Tell us more about the beginnings of Jersey Devil Press. When was it started and how did you come up with the name for the press?

Eirik Gumeny and his then-future wife Monica Rodriguez started the magazine in New Jersey, publishing the first issue in October 2009. It is named for the Garden State’s most kick-ass legendary creature, a cloven-hoofed, leather-winged demon with a horse face and glowing red eyes who lurks in the Pine Barrens. Eirik’s authoritative take on the legend can be found in Issue One, in our archives.

 

What are some of your favorite fiction and poetry pieces published in Jersey Devil Press?

We get a high volume of submissions and can afford to be very selective; this is rare for an online magazine, especially one that publishes twelve issues a year. Based on straight percentages, you’re more likely to be accepted by Harvard than by Jersey Devil Press. I’m attempting to dazzle you with trivia so you won’t notice I’m avoiding the question, because we’ve published hundreds of stories and poems. Scoop any random handful of tadpoles out of that pool, and you’ll likely be holding five pieces we are proud to have in our virtual pages. If there’s one extra-large barnacle clinging to my heart, it’s the special issue our previous online editor, Mike Sweeney, orchestrated for Eirik and Monica last year while our illustrious founder was waiting for his (successful!) double-lung transplant, to which several writers we admire generously contributed.

 

What has been the most challenging part about being an editor?

I don’t enjoy sending rejections. I know they sting, and I’m not a sadist. We usually send form rejections, which I know have a bad reputation, but I like them for two reasons. First, we try to respond quickly to submissions; most writers hear back from us within a day, which would not be the case if I had to explain why each particular piece was not a good fit for us. Second, I don’t think knowing what one magazine thought was wrong with your story or poem is a particularly helpful piece of information; I have seen a few stories I personally rejected show up later in other publications, which is a clear indication that people have different tastes. And I strongly suspect we’ve accepted many pieces other editors declined.

 

What type of work would you hope to see less of?

Can I tell you what I’d like to see more often? Stories about characters with interesting, hands-on jobs. I am fascinated by accurate details about the life of a sanitation worker or a dry cleaner or an entomologist. We get so many stories in which the main character is a struggling writer. We also see a lot of relationship dramas and stories written in the second person, which is rarely an effective stylistic choice.

 

If you could publish any living writer, who would you publish and why?

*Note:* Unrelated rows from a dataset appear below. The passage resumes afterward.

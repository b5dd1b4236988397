//! Cross-animation blending.
//!
//! Both animations are sampled independently at the same relative progress,
//! then bones and objects are paired by position and blended. Pairing by
//! position only makes sense when both animations list the same number of
//! bone and object refs at their bracketing keys; otherwise the first
//! animation is sampled alone.

use log::debug;

use crate::config::Config;
use crate::data::{Animation, MainlineKey, Spatial, SpriterData};
use crate::hierarchy::resolve_bones;
use crate::pose::{assemble, place_object, Pose};
use crate::sampling::{adjust_time, locate_mainline, normalize_time, sample_object};

/// Same bone/object ref counts on both sides of both brackets.
pub fn topology_matches(
    first: (&MainlineKey, &MainlineKey),
    second: (&MainlineKey, &MainlineKey),
) -> bool {
    let same = |a: &MainlineKey, b: &MainlineKey| {
        a.bone_refs.len() == b.bone_refs.len() && a.object_refs.len() == b.object_refs.len()
    };
    same(first.0, second.0) && same(first.1, second.1)
}

/// Blend `first` towards `second` by `factor` at `t` (in `first`'s time scale).
pub(crate) fn assemble_blended(
    cfg: &Config,
    data: &SpriterData,
    first: &Animation,
    second: &Animation,
    t: f32,
    factor: f32,
) -> Pose {
    if std::ptr::eq(first, second) {
        return assemble(cfg, data, first, t, None);
    }

    let t_first = normalize_time(first, t);
    let t_second = if first.length > 0.0 {
        normalize_time(second, t_first / first.length * second.length)
    } else {
        0.0
    };

    let (fa, fb) = locate_mainline(&first.mainline, t_first);
    let (sa, sb) = locate_mainline(&second.mainline, t_second);
    let first_keys = (&first.mainline[fa], &first.mainline[fb]);
    let second_keys = (&second.mainline[sa], &second.mainline[sb]);

    if !topology_matches(first_keys, second_keys) {
        debug!(
            "blend '{}' -> '{}': ref counts differ at t={t_first}; sampling '{}' alone",
            first.name, second.name, first.name
        );
        return assemble(cfg, data, first, t, None);
    }

    let adjusted_first = adjust_time(first_keys.0, first_keys.1, first.length, t_first);
    let adjusted_second = adjust_time(second_keys.0, second_keys.1, second.length, t_second);

    let bones_first = resolve_bones(first, first_keys.0, adjusted_first, None);
    let bones_second = resolve_bones(second, second_keys.0, adjusted_second, None);
    let bones: Vec<Spatial> = bones_first
        .iter()
        .zip(&bones_second)
        .map(|(a, b)| a.blend_closer(b, factor))
        .collect();

    // The bracket side closer to `factor` supplies the refs: parent bone and
    // classification. `first` always stays the left operand, so identity
    // fields come from it.
    let (base, base_key) = if factor < 0.5 {
        (first, first_keys.0)
    } else {
        (second, first_keys.1)
    };

    let mut pose = Pose::with_config(cfg);
    for (base_ref, ref_second) in base_key.object_refs.iter().zip(&second_keys.0.object_refs) {
        let info_first = sample_object(first, base_ref, adjusted_first);
        let info_second = sample_object(second, ref_second, adjusted_second);
        let mut info = info_first.blend_closer(&info_second, factor);

        if let Some(index) = base_ref.parent {
            info.spatial.apply_parent(&bones[index]);
        }
        place_object(cfg, data, base.timeline(base_ref.timeline), info, &mut pose);
    }
    pose
}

We exist to publish people who aren’t famous yet, so I don’t know the answer to that question. The element of discovery keeps this job exciting. That being said, if Karen Russell sends us a story, we will definitely publish it.

 

What is the next exciting thing happening at Jersey Devil Press?

We’re very pleased with our sixty-fifth issue, which will be out in April. Actually, if you’re reading this, it’s probably out now, because I am speaking to you from the past. October 2015 will be our sixth anniversary, which is an eon in the online literary magazine world, so we’re pretty stoked about that as well.